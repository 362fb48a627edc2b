//! Field agent - network adapters and composition root for the sync layer.
//!
//! `fieldlink` owns the resilience and sync logic behind two seams,
//! [`ServiceCall`](fieldlink::ServiceCall) and
//! [`PushChannel`](fieldlink::PushChannel). This crate provides the real
//! transports for them and wires every component into one [`FieldAgent`].
//!
//! # Architecture
//!
//! ```text
//!  HTTP API  ←─ HttpServiceCall ←─ ResilientClient ←─ OfflineQueue ←─ SyncCoordinator
//!                                                                         ↑
//!  WebSocket ←─ WsPushChannel  ←─ ConnectionManager ──(state changes)─────┘
//!                                        │
//!                                        └─("hotspots" topic)─→ HotspotManager
//! ```

pub mod agent;
pub mod http;
pub mod ws;

pub use agent::{AgentStatus, FieldAgent};
pub use http::HttpServiceCall;
pub use ws::WsPushChannel;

EXERCISE DIRECTIONS:
All lines above in which the word "WsPushChannel" occurs should be identified and copied.

RESULT OF THIS TASK:
//!  WebSocket ←─ WsPushChannel  ←─ ConnectionManager ──(state changes)─────┘
pub use ws::WsPushChannel;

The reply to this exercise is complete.